DATASET EXTRACT section start
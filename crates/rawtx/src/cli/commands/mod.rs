//! # CLI Commands
//!
//! - [`NewCommand`] - Build and sign a transaction
//! - [`ShowCommand`] - Decode and display a transaction
//! - [`PushCommand`] - Confirm and broadcast a transaction
//!
//! Every command has a `run` that talks to the real terminal and network and
//! a `run_with` that takes its streams (and broadcaster) as parameters, which
//! is what the tests drive.

pub mod exit_codes;
pub mod new;
pub mod push;
pub mod show;

use std::io::{self, Write};
use std::path::Path;

use rawtx_core::config::Config;
use rawtx_core::config_loader::ConfigLoader;
use rawtx_core::error::{
    ConfigError, DecodeError, ErrorKind, FormatError, NetworkError, RawTxError, SignError,
};

use crate::cli::args::OutputFormat;
use crate::prompt::PromptError;
use crate::summary::TransactionSummary;
use exit_codes::EXIT_ERROR;

pub use new::NewCommand;
pub use push::PushCommand;
pub use show::ShowCommand;

/// Errors returned by command handlers.
#[derive(Debug, thiserror::Error)]
pub enum CommandError {
    /// A domain error from parsing, signing, decoding, broadcasting or config.
    #[error(transparent)]
    RawTx(#[from] RawTxError),

    /// The confirmation prompt failed.
    #[error(transparent)]
    Prompt(#[from] PromptError),

    /// Writing command output failed.
    #[error("IO error: {0}")]
    Io(#[from] io::Error),

    /// JSON output could not be produced.
    #[error("failed to serialize output: {0}")]
    Serialization(#[from] serde_json::Error),
}

impl CommandError {
    /// Returns the process exit code for this error.
    #[must_use]
    pub const fn exit_code(&self) -> i32 {
        match self {
            Self::RawTx(_) | Self::Prompt(_) | Self::Io(_) | Self::Serialization(_) => EXIT_ERROR,
        }
    }

    /// The taxonomy class, for domain errors.
    #[must_use]
    pub const fn kind(&self) -> Option<ErrorKind> {
        match self {
            Self::RawTx(e) => Some(e.kind()),
            _ => None,
        }
    }
}

macro_rules! impl_from_domain_error {
    ($($error:ty),* $(,)?) => {
        $(
            impl From<$error> for CommandError {
                fn from(err: $error) -> Self {
                    Self::RawTx(RawTxError::from(err))
                }
            }
        )*
    };
}

impl_from_domain_error!(FormatError, SignError, DecodeError, NetworkError, ConfigError);

/// Load the configuration from `path`, or from `~/.rawtx/config.toml`.
///
/// Without an explicit `path`, a machine with no resolvable home directory
/// gets the built-in defaults.
///
/// # Errors
///
/// Returns a [`ConfigError`] (wrapped) if the file cannot be read or is
/// invalid, or if an explicit `path` does not exist.
pub fn load_config(path: Option<&Path>) -> Result<Config, CommandError> {
    if let Some(path) = path {
        tracing::debug!(path = %path.display(), "loading configuration");
        return Ok(ConfigLoader::from_file(path.to_path_buf()).load_required()?);
    }

    let Some(loader) = home_loader(ConfigLoader::new())? else {
        return Ok(Config::default());
    };
    tracing::debug!(
        path = %loader.config_path().display(),
        exists = loader.exists(),
        "loading configuration"
    );
    Ok(loader.load()?)
}

fn home_loader(
    loader: Result<ConfigLoader, ConfigError>,
) -> Result<Option<ConfigLoader>, ConfigError> {
    match loader {
        Ok(loader) => Ok(Some(loader)),
        Err(ConfigError::NoHomeDirectory) => {
            tracing::debug!("no home directory, using built-in configuration");
            Ok(None)
        }
        Err(e) => Err(e),
    }
}

/// Write `summary` to `out` in the requested format, followed by a newline.
///
/// # Errors
///
/// Returns [`CommandError::Io`] if writing fails, or
/// [`CommandError::Serialization`] for JSON that cannot be produced.
pub fn write_summary<W: Write>(
    out: &mut W,
    summary: &TransactionSummary,
    format: OutputFormat,
) -> Result<(), CommandError> {
    match format {
        OutputFormat::Text => writeln!(out, "{summary}")?,
        OutputFormat::Json => writeln!(out, "{}", summary.to_json()?)?,
    }
    Ok(())
}
//! Decimal amount parsing and formatting.
//!
//! Amounts are entered in ether as decimal strings and carried internally as
//! integers in wei (18 decimal places below ether).
//!
//! # Example
//!
//! ```rust
//! use rawtx_core::amount::{format_amount, parse_amount, ETHER_DECIMALS};
//! use rawtx_core::U256;
//!
//! let wei = parse_amount("1.5").unwrap();
//! assert_eq!(wei, U256::from(1_500_000_000_000_000_000u128));
//! assert_eq!(format_amount(wei, ETHER_DECIMALS), "1.5");
//! ```

use alloy_primitives::U256;

use crate::error::{FormatError, FormatResult};

/// Number of decimal places between ether and wei.
pub const ETHER_DECIMALS: u8 = 18;

/// Parse a decimal ether amount into wei.
///
/// The input is split on `.`; the integer and fractional digits are joined
/// into a single integer `fval` with `P` fractional places, and the result is
/// `fval * 10^18 / 10^P` with truncating division. Fractional digits past the
/// 18th are therefore dropped.
///
/// No whitespace trimming, signs or digit separators are accepted.
///
/// # Errors
///
/// - [`FormatError::MultipleDecimalPoints`] if the input has more than one `.`
/// - [`FormatError::InvalidAmount`] if there are no digits or a non-digit character
/// - [`FormatError::AmountOverflow`] if the result does not fit in 256 bits
pub fn parse_amount(text: &str) -> FormatResult<U256> {
    let parts: Vec<&str> = text.split('.').collect();
    if parts.len() > 2 {
        return Err(FormatError::MultipleDecimalPoints);
    }

    let integer = parts[0];
    let fraction = parts.get(1).copied().unwrap_or_default();

    if integer.is_empty() && fraction.is_empty() {
        return Err(FormatError::invalid_amount(text));
    }
    if !is_digits(integer) || !is_digits(fraction) {
        return Err(FormatError::invalid_amount(text));
    }

    let decimals = usize::from(ETHER_DECIMALS);
    let kept = &fraction[..fraction.len().min(decimals)];

    let mut scaled = String::with_capacity(integer.len() + decimals);
    scaled.push_str(integer);
    scaled.push_str(kept);
    scaled.extend(std::iter::repeat('0').take(decimals - kept.len()));

    U256::from_str_radix(&scaled, 10).map_err(|_| FormatError::amount_overflow(text))
}

/// Parse a plain base-10 integer such as a gas price or gas limit.
///
/// Returns `None` for empty input, any non-digit character, or a value that
/// does not fit in 256 bits.
#[must_use]
pub fn parse_integer(text: &str) -> Option<U256> {
    if text.is_empty() || !is_digits(text) {
        return None;
    }
    U256::from_str_radix(text, 10).ok()
}

/// Format a base-unit amount with the given number of decimals.
///
/// Trailing zeros in the fractional part are removed, and the decimal point
/// is omitted for whole amounts.
///
/// # Examples
///
/// ```rust
/// use rawtx_core::amount::format_amount;
/// use rawtx_core::U256;
///
/// assert_eq!(format_amount(U256::from(1_000_000_000_000_000_000u64), 18), "1");
/// assert_eq!(format_amount(U256::from(1u64), 18), "0.000000000000000001");
/// assert_eq!(format_amount(U256::ZERO, 18), "0");
/// ```
#[must_use]
pub fn format_amount(amount: U256, decimals: u8) -> String {
    let digits = amount.to_string();
    let decimals = usize::from(decimals);

    if amount.is_zero() {
        return "0".to_string();
    }

    let padded = if digits.len() <= decimals {
        format!("{digits:0>width$}", width = decimals + 1)
    } else {
        digits
    };

    let (integer_part, decimal_part) = padded.split_at(padded.len() - decimals);
    let decimal_trimmed = decimal_part.trim_end_matches('0');

    if decimal_trimmed.is_empty() {
        integer_part.to_string()
    } else {
        format!("{integer_part}.{decimal_trimmed}")
    }
}

fn is_digits(s: &str) -> bool {
    s.bytes().all(|b| b.is_ascii_digit())
}

#[cfg(test)]
mod tests {
    #![allow(clippy::unwrap_used, clippy::expect_used)]

    use super::*;
    use proptest::prelude::*;

    fn ether(n: u64) -> U256 {
        U256::from(n) * U256::from(10u64).pow(U256::from(18u64))
    }

    // ------------------------------------------------------------------------
    // parse_amount
    // ------------------------------------------------------------------------

    #[test]
    fn test_parse_whole_ether() {
        assert_eq!(parse_amount("1").unwrap(), ether(1));
        assert_eq!(parse_amount("0").unwrap(), U256::ZERO);
        assert_eq!(parse_amount("250").unwrap(), ether(250));
    }

    #[test]
    fn test_parse_fractional_ether() {
        assert_eq!(
            parse_amount("1.5").unwrap(),
            U256::from(1_500_000_000_000_000_000u128)
        );
        assert_eq!(
            parse_amount("0.000000000000000001").unwrap(),
            U256::from(1u64)
        );
        assert_eq!(
            parse_amount("0.01").unwrap(),
            U256::from(10_000_000_000_000_000u64)
        );
    }

    #[test]
    fn test_parse_trailing_point() {
        assert_eq!(parse_amount("5.").unwrap(), ether(5));
    }

    #[test]
    fn test_parse_leading_point() {
        assert_eq!(
            parse_amount(".5").unwrap(),
            U256::from(500_000_000_000_000_000u64)
        );
    }

    #[test]
    fn test_parse_truncates_below_one_wei() {
        assert_eq!(
            parse_amount("0.0000000000000000019").unwrap(),
            U256::from(1u64)
        );
        assert_eq!(parse_amount("0.0000000000000000009").unwrap(), U256::ZERO);
    }

    #[test]
    fn test_parse_leading_zeros() {
        assert_eq!(parse_amount("007.25").unwrap(), parse_amount("7.25").unwrap());
    }

    #[test]
    fn test_parse_multiple_points() {
        assert_eq!(
            parse_amount("1.2.3").unwrap_err(),
            FormatError::MultipleDecimalPoints
        );
        assert_eq!(
            parse_amount("..").unwrap_err(),
            FormatError::MultipleDecimalPoints
        );
    }

    #[test]
    fn test_parse_rejects_non_digits() {
        for input in ["abc", "", ".", "1a", "1.5e3", "-1", "+1", " 1", "1 ", "1_000"] {
            assert!(
                matches!(
                    parse_amount(input),
                    Err(FormatError::InvalidAmount { .. })
                ),
                "expected InvalidAmount for {input:?}"
            );
        }
    }

    #[test]
    fn test_parse_overflow() {
        let too_big = "9".repeat(80);
        assert!(matches!(
            parse_amount(&too_big),
            Err(FormatError::AmountOverflow { .. })
        ));
    }

    #[test]
    fn test_parse_max_representable() {
        // U256::MAX has 78 digits; the largest whole-ether amount has 59.
        let max_ether = U256::MAX / U256::from(10u64).pow(U256::from(18u64));
        let parsed = parse_amount(&max_ether.to_string()).unwrap();
        assert_eq!(parsed, max_ether * U256::from(10u64).pow(U256::from(18u64)));
    }

    // ------------------------------------------------------------------------
    // parse_integer
    // ------------------------------------------------------------------------

    #[test]
    fn test_parse_integer() {
        assert_eq!(parse_integer("4000000000"), Some(U256::from(4_000_000_000u64)));
        assert_eq!(parse_integer("0"), Some(U256::ZERO));
        assert_eq!(parse_integer(""), None);
        assert_eq!(parse_integer("1.5"), None);
        assert_eq!(parse_integer("0x10"), None);
        assert_eq!(parse_integer("-1"), None);
    }

    // ------------------------------------------------------------------------
    // format_amount
    // ------------------------------------------------------------------------

    #[test]
    fn test_format_amount() {
        assert_eq!(format_amount(ether(1), 18), "1");
        assert_eq!(
            format_amount(U256::from(1_500_000_000_000_000_000u128), 18),
            "1.5"
        );
        assert_eq!(format_amount(U256::from(1u64), 18), "0.000000000000000001");
        assert_eq!(format_amount(U256::from(1_000_000u64), 6), "1");
        assert_eq!(format_amount(U256::from(123u64), 0), "123");
    }

    proptest! {
        #[test]
        fn prop_parse_matches_scaled_integer(whole in 0u64..1_000_000, frac in 0u64..1_000_000_000_000_000_000) {
            let text = format!("{whole}.{frac:018}");
            let expected = U256::from(whole) * U256::from(10u64).pow(U256::from(18u64)) + U256::from(frac);
            prop_assert_eq!(parse_amount(&text).unwrap(), expected);
        }

        #[test]
        fn prop_format_then_parse(wei in any::<u128>()) {
            let amount = U256::from(wei);
            let text = format_amount(amount, ETHER_DECIMALS);
            prop_assert_eq!(parse_amount(&text).unwrap(), amount);
        }

        #[test]
        fn prop_parse_never_panics(text in "\\PC{0,40}") {
            let _ = parse_amount(&text);
        }
    }
}
//! Error types for rawtx.
//!
//! Errors are organized by the stage of the pipeline that produced them:
//!
//! - [`FormatError`] - Malformed user input (amounts, integers, hex, addresses, keys)
//! - [`SignError`] - Key material or signing failures
//! - [`DecodeError`] - Malformed transaction bytes
//! - [`NetworkError`] - Broadcast failures
//! - [`ConfigError`] - Configuration failures
//! - [`RawTxError`] - Top-level error that wraps all of the above
//!
//! # Example
//!
//! ```rust
//! use rawtx_core::error::{FormatError, RawTxError};
//!
//! fn check_gas_price(text: &str) -> Result<(), RawTxError> {
//!     if text.is_empty() {
//!         return Err(FormatError::InvalidGasPrice.into());
//!     }
//!     Ok(())
//! }
//!
//! assert!(check_gas_price("").is_err());
//! ```

/// Top-level error type for rawtx.
///
/// Wraps every domain error and converts from each via `#[from]`.
#[derive(Debug, thiserror::Error)]
pub enum RawTxError {
    /// User input was malformed.
    #[error("{0}")]
    Format(#[from] FormatError),

    /// Signing failed.
    #[error("signing error: {0}")]
    Sign(#[from] SignError),

    /// Transaction bytes could not be decoded.
    #[error("decode error: {0}")]
    Decode(#[from] DecodeError),

    /// Broadcasting failed.
    #[error("network error: {0}")]
    Network(#[from] NetworkError),

    /// Configuration error.
    #[error("configuration error: {0}")]
    Config(#[from] ConfigError),
}

/// The taxonomy class of a [`RawTxError`].
#[derive(Debug, Clone, Copy, PartialEq, Eq, Hash)]
pub enum ErrorKind {
    /// Malformed numeric, decimal or hex input.
    InvalidFormat,
    /// Key or cryptographic failure.
    SigningError,
    /// Malformed transaction bytes.
    DecodeError,
    /// Broadcast failure.
    NetworkError,
    /// Configuration failure.
    ConfigError,
}

impl RawTxError {
    /// Get the taxonomy class of this error.
    #[must_use]
    pub const fn kind(&self) -> ErrorKind {
        match self {
            Self::Format(_) => ErrorKind::InvalidFormat,
            Self::Sign(_) => ErrorKind::SigningError,
            Self::Decode(_) => ErrorKind::DecodeError,
            Self::Network(_) => ErrorKind::NetworkError,
            Self::Config(_) => ErrorKind::ConfigError,
        }
    }
}

// ============================================================================
// FormatError
// ============================================================================

/// Errors for malformed input detected at the command-line boundary.
#[derive(Debug, Clone, PartialEq, Eq, thiserror::Error)]
pub enum FormatError {
    /// A decimal amount contained more than one `.`.
    #[error("expected at most one decimal point")]
    MultipleDecimalPoints,

    /// A decimal amount was not made of digits.
    #[error("invalid amount: {input:?}")]
    InvalidAmount {
        /// The rejected input.
        input: String,
    },

    /// A decimal amount does not fit in 256 bits once scaled.
    #[error("amount out of range: {input:?}")]
    AmountOverflow {
        /// The rejected input.
        input: String,
    },

    /// The gas price was not a base-10 integer.
    #[error("invalid gas price")]
    InvalidGasPrice,

    /// The gas limit was not a base-10 integer.
    #[error("invalid gas limit")]
    InvalidGasLimit,

    /// The transaction payload was not valid hex.
    #[error("bad hex data: {input:?}")]
    BadHexData {
        /// The rejected input.
        input: String,
    },

    /// The recipient was not a 20-byte hex address.
    #[error("invalid recipient address: {input:?}")]
    InvalidRecipient {
        /// The rejected input.
        input: String,
    },

    /// The private key was not valid hex.
    #[error("error decoding private key")]
    InvalidPrivateKey,
}

impl FormatError {
    /// Create an `InvalidAmount` error.
    #[must_use]
    pub fn invalid_amount(input: impl Into<String>) -> Self {
        Self::InvalidAmount {
            input: input.into(),
        }
    }

    /// Create an `AmountOverflow` error.
    #[must_use]
    pub fn amount_overflow(input: impl Into<String>) -> Self {
        Self::AmountOverflow {
            input: input.into(),
        }
    }

    /// Create a `BadHexData` error.
    #[must_use]
    pub fn bad_hex_data(input: impl Into<String>) -> Self {
        Self::BadHexData {
            input: input.into(),
        }
    }

    /// Create an `InvalidRecipient` error.
    #[must_use]
    pub fn invalid_recipient(input: impl Into<String>) -> Self {
        Self::InvalidRecipient {
            input: input.into(),
        }
    }
}

// ============================================================================
// SignError
// ============================================================================

/// Errors that can occur while deriving keys or signing.
#[derive(Debug, Clone, PartialEq, Eq, thiserror::Error)]
pub enum SignError {
    /// The key material is not a valid secp256k1 secret scalar.
    #[error("invalid key material: {context}")]
    InvalidKey {
        /// Context about why the key was rejected.
        context: String,
    },

    /// The signing operation failed.
    #[error("signature failed: {context}")]
    SignatureFailed {
        /// Context about why signing failed.
        context: String,
    },

    /// A signature could not be verified or its signer recovered.
    #[error("invalid signature: {context}")]
    InvalidSignature {
        /// Context about what was wrong with the signature.
        context: String,
    },
}

impl SignError {
    /// Create an `InvalidKey` error with context.
    #[must_use]
    pub fn invalid_key(context: impl Into<String>) -> Self {
        Self::InvalidKey {
            context: context.into(),
        }
    }

    /// Create a `SignatureFailed` error with context.
    #[must_use]
    pub fn signature_failed(context: impl Into<String>) -> Self {
        Self::SignatureFailed {
            context: context.into(),
        }
    }

    /// Create an `InvalidSignature` error with context.
    #[must_use]
    pub fn invalid_signature(context: impl Into<String>) -> Self {
        Self::InvalidSignature {
            context: context.into(),
        }
    }
}

// ============================================================================
// DecodeError
// ============================================================================

/// Errors that can occur while decoding transaction bytes.
#[derive(Debug, Clone, PartialEq, Eq, thiserror::Error)]
pub enum DecodeError {
    /// There were no bytes to decode.
    #[error("empty transaction data")]
    Empty,

    /// The transaction text was not valid hex.
    #[error("invalid hex: {context}")]
    InvalidHex {
        /// Context about the hex failure.
        context: String,
    },

    /// The RLP structure was invalid.
    #[error("RLP decoding failed: {context}")]
    InvalidRlp {
        /// Context about what was being decoded.
        context: String,
    },

    /// The transaction list had the wrong number of items.
    #[error("expected {expected} transaction fields, got {actual}")]
    FieldCount {
        /// The number of items required.
        expected: usize,
        /// The number of items present.
        actual: usize,
    },

    /// A single field could not be decoded.
    #[error("invalid {field}: {context}")]
    InvalidField {
        /// The field name.
        field: &'static str,
        /// Context about the failure.
        context: String,
    },

    /// Bytes remained after the transaction list.
    #[error("{count} trailing bytes after transaction")]
    TrailingBytes {
        /// Number of unconsumed bytes.
        count: usize,
    },
}

impl DecodeError {
    /// Create an `InvalidHex` error with context.
    #[must_use]
    pub fn invalid_hex(context: impl Into<String>) -> Self {
        Self::InvalidHex {
            context: context.into(),
        }
    }

    /// Create an `InvalidRlp` error with context.
    #[must_use]
    pub fn invalid_rlp(context: impl Into<String>) -> Self {
        Self::InvalidRlp {
            context: context.into(),
        }
    }

    /// Create an `InvalidField` error.
    #[must_use]
    pub fn invalid_field(field: &'static str, context: impl Into<String>) -> Self {
        Self::InvalidField {
            field,
            context: context.into(),
        }
    }
}

// ============================================================================
// NetworkError
// ============================================================================

/// Errors that can occur while broadcasting a transaction.
#[derive(Debug, thiserror::Error)]
pub enum NetworkError {
    /// The broadcast endpoint URL could not be parsed.
    #[error("invalid endpoint {url:?}: {context}")]
    InvalidEndpoint {
        /// The configured URL.
        url: String,
        /// Context about the parse failure.
        context: String,
    },

    /// The request could not be sent or no response arrived.
    #[error("request failed: {context}")]
    Request {
        /// Context about the transport failure.
        context: String,
    },

    /// The endpoint answered with a non-200 status.
    #[error("unexpected HTTP status {status}: {body}")]
    Status {
        /// The HTTP status code.
        status: u16,
        /// The response body, possibly empty.
        body: String,
    },

    /// The response body could not be read.
    #[error("failed to read response: {context}")]
    ReadBody {
        /// Context about the read failure.
        context: String,
    },
}

impl NetworkError {
    /// Create an `InvalidEndpoint` error.
    #[must_use]
    pub fn invalid_endpoint(url: impl Into<String>, context: impl Into<String>) -> Self {
        Self::InvalidEndpoint {
            url: url.into(),
            context: context.into(),
        }
    }

    /// Create a `Request` error with context.
    #[must_use]
    pub fn request(context: impl Into<String>) -> Self {
        Self::Request {
            context: context.into(),
        }
    }

    /// Create a `Status` error.
    #[must_use]
    pub fn status(status: u16, body: impl Into<String>) -> Self {
        Self::Status {
            status,
            body: body.into(),
        }
    }

    /// Create a `ReadBody` error with context.
    #[must_use]
    pub fn read_body(context: impl Into<String>) -> Self {
        Self::ReadBody {
            context: context.into(),
        }
    }
}

// ============================================================================
// ConfigError
// ============================================================================

/// Errors that can occur during configuration loading.
#[derive(Debug, thiserror::Error)]
pub enum ConfigError {
    /// The configuration file was not found.
    #[error("configuration file not found: {path}")]
    FileNotFound {
        /// The path that was not found.
        path: String,
    },

    /// Failed to parse the configuration file.
    #[error("failed to parse configuration: {context}")]
    ParseFailed {
        /// Context about the parsing failure.
        context: String,
    },

    /// A configuration value is invalid.
    #[error("invalid value for {field}: {value}")]
    InvalidValue {
        /// The field name with the invalid value.
        field: String,
        /// The invalid value.
        value: String,
    },

    /// The configuration file could not be read.
    #[error("{context}: {source}")]
    Io {
        /// What was being attempted.
        context: String,
        /// The underlying I/O error.
        #[source]
        source: std::io::Error,
    },

    /// The home directory could not be determined.
    #[error("could not determine home directory")]
    NoHomeDirectory,
}

impl ConfigError {
    /// Create a `FileNotFound` error.
    #[must_use]
    pub fn file_not_found(path: impl Into<String>) -> Self {
        Self::FileNotFound { path: path.into() }
    }

    /// Create a `ParseFailed` error.
    #[must_use]
    pub fn parse_failed(context: impl Into<String>) -> Self {
        Self::ParseFailed {
            context: context.into(),
        }
    }

    /// Create an `InvalidValue` error.
    #[must_use]
    pub fn invalid_value(field: impl Into<String>, value: impl Into<String>) -> Self {
        Self::InvalidValue {
            field: field.into(),
            value: value.into(),
        }
    }

    /// Create an `Io` error with context.
    #[must_use]
    pub fn io(context: impl Into<String>, source: std::io::Error) -> Self {
        Self::Io {
            context: context.into(),
            source,
        }
    }
}

// ============================================================================
// Result type aliases
// ============================================================================

/// A `Result` type alias using [`RawTxError`] as the error type.
pub type Result<T> = std::result::Result<T, RawTxError>;

/// A `Result` type alias for input parsing.
pub type FormatResult<T> = std::result::Result<T, FormatError>;

/// A `Result` type alias for signing operations.
pub type SignResult<T> = std::result::Result<T, SignError>;

/// A `Result` type alias for decoding operations.
pub type DecodeResult<T> = std::result::Result<T, DecodeError>;

/// A `Result` type alias for broadcast operations.
pub type NetworkResult<T> = std::result::Result<T, NetworkError>;

/// A `Result` type alias for configuration operations.
pub type ConfigResult<T> = std::result::Result<T, ConfigError>;

// ============================================================================
// Unit Tests
// ============================================================================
DATASET EXTRACT section end
**PROBLEM STATEMENT:** Supply the count of lines in the entries that contain the word "InvalidRlp", and nothing besides.

**REPLY:** 3